Ya que la presencia real de Cristo en el Pan consagrado no termina con la misa (cf. Catecismo de la Iglesia Católica, 1374), la eucaristía es custodiada en el tabernáculo para la comunión para los enfermos y para la adoración silenciosa del Señor en el Santísimo Sacramento; el culto eucarístico fuera de la misa, tanto de forma privada como comunitaria, nos ayuda de hecho a permanecer en Cristo (cf. ibíd., 1378-1380).

Los frutos de la misa, por tanto, están destinados a madurar en la vida de cada día. Podemos decir así, un poco forzando la imagen: la misa es como el grano, el grano de trigo que después en la vida ordinaria crece, crece y madura en las buenas obras, en las actitudes que nos hacen parecernos a Jesús. Los frutos de la misa, por tanto, están destinados a madurar en la vida de cada día. En verdad, aumentando nuestra unión con Cristo, la eucaristía actualiza la gracia que el Espíritu nos ha donado en el bautismo y en la confirmación, para que nuestro testimonio cristiano sea creíble (cf. ibíd., 1391-1392).

Entonces, encendiendo en nuestros corazones la caridad divina, ¿la eucaristía qué hace? Nos separa del pecado: «Cuanto más participamos en la vida de Cristo y más progresamos en su amistad, tanto más difícil se nos hará romper con Él por el pecado mortal» (ibíd., 1395).
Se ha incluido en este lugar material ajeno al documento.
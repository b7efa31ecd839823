//! Per-service scheduler
//!
//! Each service owns one dedicated thread driving a current-thread Tokio
//! runtime. Everything the service executes — autorun callbacks, event
//! handlers, and background tasks — goes through this one queue, so a
//! slow or faulting service can never stall dispatch or another service.
//! There is no other way for service code to spawn work, which removes
//! the wrong-scheduler class of bugs entirely.

use std::future::Future;
use std::panic::{catch_unwind, AssertUnwindSafe};
use std::pin::Pin;
use std::sync::atomic::{AtomicBool, Ordering};
use std::sync::Arc;
use std::time::Duration;

use dashmap::DashMap;
use tokio::sync::mpsc;
use tokio::task::JoinSet;

use strand_core::CallbackExecutor;
use strand_types::{ServiceId, TaskId};

/// Terminal and running states of a scheduled task
#[derive(Debug, Clone, Copy, PartialEq, Eq)]
pub enum TaskStatus {
    Running,
    Completed,
    Cancelled,
    Faulted,
}

/// Public view of one scheduled task
#[derive(Debug, Clone, PartialEq, Eq)]
pub struct TaskInfo {
    pub id: TaskId,
    pub name: String,
    pub status: TaskStatus,
}

/// Status registry for a service's scheduled tasks
#[derive(Default)]
pub(crate) struct TaskRegistry {
    tasks: DashMap<TaskId, TaskInfo>,
}

impl TaskRegistry {
    pub fn new() -> Self {
        Self::default()
    }

    pub fn insert(&self, id: TaskId, name: String) {
        self.tasks.insert(
            id,
            TaskInfo {
                id,
                name,
                status: TaskStatus::Running,
            },
        );
    }

    pub fn set_status(&self, id: TaskId, status: TaskStatus) {
        if let Some(mut info) = self.tasks.get_mut(&id) {
            info.status = status;
        }
    }

    /// Tasks still running when the scheduler gave up draining are marked
    /// cancelled; their futures were aborted
    pub fn mark_unfinished_cancelled(&self) {
        for mut entry in self.tasks.iter_mut() {
            if entry.status == TaskStatus::Running {
                entry.status = TaskStatus::Cancelled;
            }
        }
    }

    pub fn running_count(&self) -> usize {
        self.tasks
            .iter()
            .filter(|e| e.status == TaskStatus::Running)
            .count()
    }

    pub fn snapshot(&self) -> Vec<TaskInfo> {
        let mut tasks: Vec<TaskInfo> = self.tasks.iter().map(|e| e.value().clone()).collect();
        tasks.sort_by_key(|t| t.id);
        tasks
    }
}

/// Work item on a service's queue
pub(crate) enum Job {
    /// Autorun callback or event handler
    Run(Box<dyn FnOnce() + Send>),
    /// Background task, already wrapped for fault and status capture
    Task {
        id: TaskId,
        future: Pin<Box<dyn Future<Output = ()> + Send>>,
    },
    /// Break the loop and drain
    Shutdown,
}

/// Cloneable submission side of a service's queue
///
/// Implements [`CallbackExecutor`] so the store can post autorun callbacks
/// and event handlers into the owner's context.
#[derive(Clone)]
pub struct SchedulerHandle {
    service: ServiceId,
    tx: mpsc::UnboundedSender<Job>,
    open: Arc<AtomicBool>,
}

impl SchedulerHandle {
    pub(crate) fn new(service: ServiceId, tx: mpsc::UnboundedSender<Job>) -> Self {
        Self {
            service,
            tx,
            open: Arc::new(AtomicBool::new(true)),
        }
    }

    pub fn service(&self) -> &ServiceId {
        &self.service
    }

    pub(crate) fn submit(&self, job: Job) -> bool {
        self.open.load(Ordering::Acquire) && self.tx.send(job).is_ok()
    }

    /// Reject further submissions and ask the loop to drain
    pub(crate) fn close(&self) {
        self.open.store(false, Ordering::Release);
        let _ = self.tx.send(Job::Shutdown);
    }
}

impl CallbackExecutor for SchedulerHandle {
    fn execute(&self, job: Box<dyn FnOnce() + Send>) -> bool {
        self.submit(Job::Run(job))
    }
}

/// Drive a service's queue until shutdown, then drain its tasks
///
/// Runs inside the service thread's current-thread runtime. On shutdown,
/// tasks get `stop_timeout` to observe their cancel tokens and finish;
/// stragglers are aborted and marked cancelled.
pub(crate) async fn run_loop(
    mut rx: mpsc::UnboundedReceiver<Job>,
    stop_timeout: Duration,
    tasks: Arc<TaskRegistry>,
) {
    let mut running: JoinSet<()> = JoinSet::new();

    loop {
        tokio::select! {
            job = rx.recv() => match job {
                None | Some(Job::Shutdown) => break,
                Some(Job::Run(f)) => {
                    // Queued callbacks are already guarded by the store;
                    // this keeps a stray panic from killing the thread
                    if let Err(payload) = catch_unwind(AssertUnwindSafe(f)) {
                        tracing::warn!(
                            "queued callback panicked: {}",
                            strand_core::error::panic_message(payload)
                        );
                    }
                }
                Some(Job::Task { id, future }) => {
                    tracing::trace!(task = %id, "task started");
                    running.spawn(future);
                }
            },
            Some(_result) = running.join_next(), if !running.is_empty() => {}
        }
    }

    let drain = async {
        while running.join_next().await.is_some() {}
    };
    if tokio::time::timeout(stop_timeout, drain).await.is_err() {
        tracing::warn!("tasks did not drain within {stop_timeout:?}; aborting the rest");
        running.abort_all();
        while running.join_next().await.is_some() {}
    }
    tasks.mark_unfinished_cancelled();
}

#[cfg(test)]
mod tests {
    use super::*;

    #[test]
    fn test_task_registry_statuses() {
        let registry = TaskRegistry::new();
        let id = TaskId::next();

        registry.insert(id, "worker".to_string());
        assert_eq!(registry.running_count(), 1);

        registry.set_status(id, TaskStatus::Completed);
        assert_eq!(registry.running_count(), 0);
        assert_eq!(registry.snapshot()[0].status, TaskStatus::Completed);
    }

    #[test]
    fn test_mark_unfinished_cancelled() {
        let registry = TaskRegistry::new();
        let done = TaskId::next();
        let stuck = TaskId::next();

        registry.insert(done, "done".to_string());
        registry.insert(stuck, "stuck".to_string());
        registry.set_status(done, TaskStatus::Completed);

        registry.mark_unfinished_cancelled();

        let statuses: Vec<TaskStatus> =
            registry.snapshot().into_iter().map(|t| t.status).collect();
        assert_eq!(statuses, vec![TaskStatus::Completed, TaskStatus::Cancelled]);
    }

    #[tokio::test]
    async fn test_run_loop_executes_jobs_then_drains() {
        let (tx, rx) = mpsc::unbounded_channel();
        let handle = SchedulerHandle::new(ServiceId::new("svc"), tx);
        let tasks = Arc::new(TaskRegistry::new());

        let ran = Arc::new(AtomicBool::new(false));
        let ran_in_job = Arc::clone(&ran);
        assert!(handle.execute(Box::new(move || {
            ran_in_job.store(true, Ordering::SeqCst);
        })));

        handle.close();
        run_loop(rx, Duration::from_millis(100), Arc::clone(&tasks)).await;

        assert!(ran.load(Ordering::SeqCst));
    }

    #[tokio::test]
    async fn test_closed_handle_rejects_jobs() {
        let (tx, _rx) = mpsc::unbounded_channel();
        let handle = SchedulerHandle::new(ServiceId::new("svc"), tx);
        handle.close();
        assert!(!handle.execute(Box::new(|| {})));
    }
}
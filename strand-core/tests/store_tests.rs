//! Integration tests for the store: dispatch serialization, autorun
//! memoization, fault containment, and snapshot roundtrips.

use std::sync::atomic::{AtomicUsize, Ordering};
use std::sync::Arc;
use std::thread;

use parking_lot::Mutex;
use proptest::prelude::*;
use serde::{Deserialize, Serialize};

use strand_core::error::ReduceError;
use strand_core::{
    select, Action, DispatchError, Event, JsonFileSink, JsonFileSource, ReduceResult,
    ReducerFault, Reduction, SelectorPath, SliceReducer, Store, StoreConfig, SubscribeOptions,
};
use strand_types::{SliceName, Version};

#[derive(Debug, Clone, PartialEq, Serialize, Deserialize)]
struct Counter {
    value: i64,
}

#[derive(Debug, Clone)]
enum CounterAction {
    Init,
    Increment,
    Add(i64),
    Noop,
    Bad,
}

struct CounterReducer;

impl SliceReducer for CounterReducer {
    type State = Counter;
    type Action = CounterAction;

    fn reduce(&self, state: Option<&Counter>, action: &CounterAction) -> ReduceResult<Counter> {
        match (state, action) {
            (None, CounterAction::Init) => Ok(Reduction::new(Counter { value: 0 })),
            (None, _) => Err(ReduceError::RequiresState),
            (Some(s), CounterAction::Init) | (Some(s), CounterAction::Noop) => {
                Ok(Reduction::new(s.clone()))
            }
            (Some(s), CounterAction::Increment) => Ok(Reduction::new(Counter { value: s.value + 1 })
                .with_event(Event::new("counter/changed", s.value + 1))),
            (Some(s), CounterAction::Add(n)) => {
                Ok(Reduction::new(Counter { value: s.value + n }))
            }
            (Some(_), CounterAction::Bad) => panic!("bad action"),
        }
    }
}

fn counter_store() -> Store {
    let store = Store::new();
    store.register_reducer("counter", CounterReducer).unwrap();
    store
}

fn counter_value(store: &Store) -> i64 {
    store
        .state()
        .slice::<Counter>(&SliceName::new("counter"))
        .map(|c| c.value)
        .unwrap()
}

fn counter_selector(tree: &strand_core::StateTree) -> Option<i64> {
    tree.slice::<Counter>(&SliceName::new("counter"))
        .map(|c| c.value)
}

// Scenario A: three increments from two contexts land exactly once each.
#[test]
fn concurrent_increments_all_commit() {
    let store = Arc::new(counter_store());
    store
        .dispatch(Action::new("counter", CounterAction::Init))
        .unwrap();

    let versions = Arc::new(Mutex::new(Vec::new()));
    let mut threads = Vec::new();
    for increments in [2usize, 1usize] {
        let store = Arc::clone(&store);
        let versions = Arc::clone(&versions);
        threads.push(thread::spawn(move || {
            for _ in 0..increments {
                let commit = store
                    .dispatch(Action::new("counter", CounterAction::Increment))
                    .unwrap();
                versions.lock().push(commit.version);
            }
        }));
    }
    for t in threads {
        t.join().unwrap();
    }

    assert_eq!(counter_value(&store), 3);

    // Every commit observed a distinct prior version
    let mut versions = versions.lock().clone();
    versions.sort();
    versions.dedup();
    assert_eq!(versions, vec![Version(2), Version(3), Version(4)]);
}

// N concurrent dispatchers, N sequential commits, no lost updates.
#[test]
fn dispatches_are_linearized() {
    let store = Arc::new(counter_store());
    store
        .dispatch(Action::new("counter", CounterAction::Init))
        .unwrap();

    let threads: Vec<_> = (0..4)
        .map(|_| {
            let store = Arc::clone(&store);
            thread::spawn(move || {
                for _ in 0..25 {
                    store
                        .dispatch(Action::new("counter", CounterAction::Increment))
                        .unwrap();
                }
            })
        })
        .collect();
    for t in threads {
        t.join().unwrap();
    }

    assert_eq!(counter_value(&store), 100);
    assert_eq!(store.version(), Version(101));
}

// Scenario B: Increment then Noop fires a memoized subscription once.
#[test]
fn memoized_subscription_skips_unchanged_values() {
    let store = counter_store();
    store
        .dispatch(Action::new("counter", CounterAction::Init))
        .unwrap();
    // Let the init commit's pass finish before subscribing, so the first
    // value this subscription observes is the increment's
    store.sync();

    let fired = Arc::new(AtomicUsize::new(0));
    let fired_in_cb = Arc::clone(&fired);
    let _sub = store.subscribe(
        select::map(select::slice::<Counter>("counter"), |c| c.value),
        move |_: &i64| {
            fired_in_cb.fetch_add(1, Ordering::SeqCst);
        },
        SubscribeOptions::default(),
    );

    store
        .dispatch(Action::new("counter", CounterAction::Increment))
        .unwrap();
    store
        .dispatch(Action::new("counter", CounterAction::Noop))
        .unwrap();
    store.sync();

    assert_eq!(fired.load(Ordering::SeqCst), 1);
}

// A dispatch that changes nothing republishes the same tree allocation.
#[test]
fn noop_dispatch_keeps_tree_reference() {
    let store = counter_store();
    store
        .dispatch(Action::new("counter", CounterAction::Init))
        .unwrap();

    let before = store.state();
    let commit = store
        .dispatch(Action::new("counter", CounterAction::Add(0)))
        .unwrap();

    assert!(!commit.changed);
    assert!(Arc::ptr_eq(&before, &store.state()));
    assert_eq!(store.metrics().noop_commits, 1);
}

// Scenario C: a faulting reducer fails its dispatch and nothing else.
#[test]
fn reducer_fault_leaves_store_usable() {
    let store = counter_store();
    store
        .dispatch(Action::new("counter", CounterAction::Init))
        .unwrap();

    let err = store
        .dispatch(Action::new("counter", CounterAction::Bad))
        .unwrap_err();
    assert!(matches!(
        err,
        DispatchError::Reducer(ReducerFault::Panicked { .. })
    ));
    assert_eq!(counter_value(&store), 0);

    store
        .dispatch(Action::new("counter", CounterAction::Increment))
        .unwrap();
    assert_eq!(counter_value(&store), 1);
}

#[test]
fn callback_sees_each_distinct_value_once() {
    let store = counter_store();
    store
        .dispatch(Action::new("counter", CounterAction::Init))
        .unwrap();
    store.sync();

    let seen = Arc::new(Mutex::new(Vec::new()));
    let seen_in_cb = Arc::clone(&seen);
    let _sub = store.subscribe(
        counter_selector,
        move |value: &i64| seen_in_cb.lock().push(*value),
        SubscribeOptions::default(),
    );

    for action in [
        CounterAction::Increment,
        CounterAction::Noop,
        CounterAction::Add(0),
        CounterAction::Increment,
        CounterAction::Add(5),
    ] {
        store.dispatch(Action::new("counter", action)).unwrap();
    }
    store.sync();

    assert_eq!(*seen.lock(), vec![1, 2, 7]);
}

#[test]
fn events_reach_handlers_registered_for_their_kind() {
    let store = counter_store();
    store
        .dispatch(Action::new("counter", CounterAction::Init))
        .unwrap();

    let seen = Arc::new(Mutex::new(Vec::new()));
    let seen_in_handler = Arc::clone(&seen);
    let _handler = store.on("counter/changed", move |event: &Event| {
        seen_in_handler
            .lock()
            .push(*event.downcast_ref::<i64>().unwrap());
    });
    let wrong_kind = Arc::new(AtomicUsize::new(0));
    let wrong_kind_in_handler = Arc::clone(&wrong_kind);
    let _other = store.on("unrelated", move |_: &Event| {
        wrong_kind_in_handler.fetch_add(1, Ordering::SeqCst);
    });

    store
        .dispatch(Action::new("counter", CounterAction::Increment))
        .unwrap();
    store
        .dispatch(Action::new("counter", CounterAction::Increment))
        .unwrap();
    store.sync();

    assert_eq!(*seen.lock(), vec![1, 2]);
    assert_eq!(wrong_kind.load(Ordering::SeqCst), 0);
}

#[test]
fn released_subscription_never_fires_again() {
    let store = counter_store();
    store
        .dispatch(Action::new("counter", CounterAction::Init))
        .unwrap();
    store.sync();

    let fired = Arc::new(AtomicUsize::new(0));
    let fired_in_cb = Arc::clone(&fired);
    let sub = store.subscribe(
        counter_selector,
        move |_: &i64| {
            fired_in_cb.fetch_add(1, Ordering::SeqCst);
        },
        SubscribeOptions::default(),
    );

    store
        .dispatch(Action::new("counter", CounterAction::Increment))
        .unwrap();
    store.sync();
    sub.release();

    store
        .dispatch(Action::new("counter", CounterAction::Increment))
        .unwrap();
    store.sync();

    assert_eq!(fired.load(Ordering::SeqCst), 1);
}

#[test]
fn selector_fault_is_isolated_and_recorded() {
    let store = counter_store();
    store
        .dispatch(Action::new("counter", CounterAction::Init))
        .unwrap();
    store.sync();

    let _faulty = store.subscribe(
        |_tree: &strand_core::StateTree| -> Option<i64> { panic!("selector boom") },
        |_: &i64| {},
        SubscribeOptions::default(),
    );
    let fired = Arc::new(AtomicUsize::new(0));
    let fired_in_cb = Arc::clone(&fired);
    let _healthy = store.subscribe(
        counter_selector,
        move |_: &i64| {
            fired_in_cb.fetch_add(1, Ordering::SeqCst);
        },
        SubscribeOptions::default(),
    );

    store
        .dispatch(Action::new("counter", CounterAction::Increment))
        .unwrap();
    store.sync();

    assert_eq!(fired.load(Ordering::SeqCst), 1);
    let faults = store.faults();
    assert_eq!(faults.len(), 1);
    assert!(faults[0].message.contains("selector boom"));
}

#[test]
fn path_subscription_follows_serialized_view() {
    let store = Store::new();
    store
        .register_persistent("counter", CounterReducer)
        .unwrap();
    store
        .dispatch(Action::new("counter", CounterAction::Init))
        .unwrap();
    store.sync();

    let seen = Arc::new(Mutex::new(Vec::new()));
    let seen_in_cb = Arc::clone(&seen);
    let path = SelectorPath::parse("counter.value").unwrap();
    let _sub = store.subscribe_path(
        path.clone(),
        move |value: &serde_json::Value| seen_in_cb.lock().push(value.clone()),
        SubscribeOptions::default(),
    );

    store
        .dispatch(Action::new("counter", CounterAction::Increment))
        .unwrap();
    store.sync();

    assert_eq!(*seen.lock(), vec![serde_json::json!(1)]);
    assert_eq!(store.select_path(&path).unwrap(), serde_json::json!(1));
}

#[test]
fn snapshots_roundtrip_through_sink_and_source() {
    let dir = tempfile::tempdir().unwrap();
    let path = dir.path().join("state.json");

    {
        let store = Store::builder()
            .config(StoreConfig {
                snapshot_every: Some(1),
                ..StoreConfig::default()
            })
            .sink(JsonFileSink::new(&path))
            .build();
        store
            .register_persistent("counter", CounterReducer)
            .unwrap();
        store
            .dispatch(Action::new("counter", CounterAction::Init))
            .unwrap();
        store
            .dispatch(Action::new("counter", CounterAction::Add(41)))
            .unwrap();
        store
            .dispatch(Action::new("counter", CounterAction::Increment))
            .unwrap();
        store.close();
    }

    let restored = Store::builder()
        .source(JsonFileSource::open(&path).unwrap())
        .build();
    restored
        .register_persistent("counter", CounterReducer)
        .unwrap();

    assert_eq!(counter_value(&restored), 42);
    // Hydration is a regular commit
    assert_eq!(restored.version(), Version(1));
}

// Replay determinism: the same action sequence always produces the same
// tree, bit for bit.
fn action_strategy() -> impl Strategy<Value = CounterAction> {
    prop_oneof![
        Just(CounterAction::Init),
        Just(CounterAction::Increment),
        Just(CounterAction::Noop),
        any::<i8>().prop_map(|n| CounterAction::Add(n as i64)),
    ]
}

proptest! {
    #[test]
    fn replaying_actions_is_deterministic(
        actions in proptest::collection::vec(action_strategy(), 0..32)
    ) {
        let first = counter_store();
        let second = counter_store();

        for action in &actions {
            let _ = first.dispatch(Action::new("counter", action.clone()));
        }
        for action in &actions {
            let _ = second.dispatch(Action::new("counter", action.clone()));
        }

        let first_state = first.state();
        let second_state = second.state();
        prop_assert_eq!(first_state.as_ref(), second_state.as_ref());
        prop_assert_eq!(first.version(), second.version());
    }
}
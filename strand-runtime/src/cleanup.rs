//! Per-service cleanup registry
//!
//! Every subscription, event handler, and background task a service
//! creates through its context is tracked here, so `stop()` can tear the
//! service down deterministically: release everything, then wait for the
//! scheduler to drain.

use strand_core::{HandlerHandle, SubscriptionHandle};
use strand_types::TaskId;

/// Tracks the live resources owned by one service context
#[derive(Default)]
pub struct CleanupRegistry {
    subscriptions: Vec<SubscriptionHandle>,
    handlers: Vec<HandlerHandle>,
    tasks: Vec<TaskId>,
}

impl CleanupRegistry {
    pub fn new() -> Self {
        Self::default()
    }

    pub fn track_subscription(&mut self, handle: SubscriptionHandle) {
        self.subscriptions.push(handle);
    }

    pub fn track_handler(&mut self, handle: HandlerHandle) {
        self.handlers.push(handle);
    }

    pub fn track_task(&mut self, id: TaskId) {
        self.tasks.push(id);
    }

    pub fn subscription_count(&self) -> usize {
        self.subscriptions.len()
    }

    pub fn handler_count(&self) -> usize {
        self.handlers.len()
    }

    pub fn task_count(&self) -> usize {
        self.tasks.len()
    }

    /// Task ids scheduled through the owning context
    pub fn tasks(&self) -> &[TaskId] {
        &self.tasks
    }

    /// Release every tracked subscription and handler
    ///
    /// Tasks are not touched here; they are cancelled through the service's
    /// cancel token and drained by the scheduler.
    pub fn release_all(&mut self) {
        for subscription in self.subscriptions.drain(..) {
            subscription.release();
        }
        for handler in self.handlers.drain(..) {
            handler.release();
        }
        self.tasks.clear();
    }
}

#[cfg(test)]
mod tests {
    use super::*;

    #[test]
    fn test_tracks_tasks() {
        let mut registry = CleanupRegistry::new();
        let t1 = TaskId::next();
        let t2 = TaskId::next();

        registry.track_task(t1);
        registry.track_task(t2);

        assert_eq!(registry.task_count(), 2);
        assert_eq!(registry.tasks(), &[t1, t2]);
    }

    #[test]
    fn test_release_all_empties_registry() {
        let mut registry = CleanupRegistry::new();
        registry.track_task(TaskId::next());
        registry.release_all();

        assert_eq!(registry.task_count(), 0);
        assert_eq!(registry.subscription_count(), 0);
        assert_eq!(registry.handler_count(), 0);
    }
}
El habitual acercarnos al Convite eucarístico renueva, fortalece y profundiza la unión con la comunidad cristiana a la que pertenecemos, según el principio que la eucaristía hace la Iglesia (cf. ibíd., 1396), nos une a todos.

Finalmente, participar en la eucaristía compromete en relación con los otros, especialmente con los pobres, educándonos a pasar de la carne de Cristo a la carne de los hermanos, en los que él espera ser reconocido por nosotros, servido, honrado, amado (cf. ibíd., 1397).

Llevando el tesoro de la unión con Cristo en vasijas de barro (cf. 2Co 4, 7), necesitamos continuamente volver al santo altar, hasta cuando, en el paraíso, disfrutemos plenamente la bienaventuranza del banquete de bodas del Cordero (cf. Ap 19, 9).

Demos gracias al Señor por el camino de redescubrimiento de la santa misa que nos ha donado para realizar juntos, y dejémonos atraer con fe renovada a este encuentro real con Jesús, muerto y resucitado por nosotros, nuestro contemporáneo. Y que nuestra vida «florezca» siempre así, como la Pascua, con las flores de la esperanza, de la fe, de las buenas obras. Que nosotros encontremos siempre la fuerza para esto en la Eucaristía, en la unión con Jesús. ¡Buena Pascua a todos!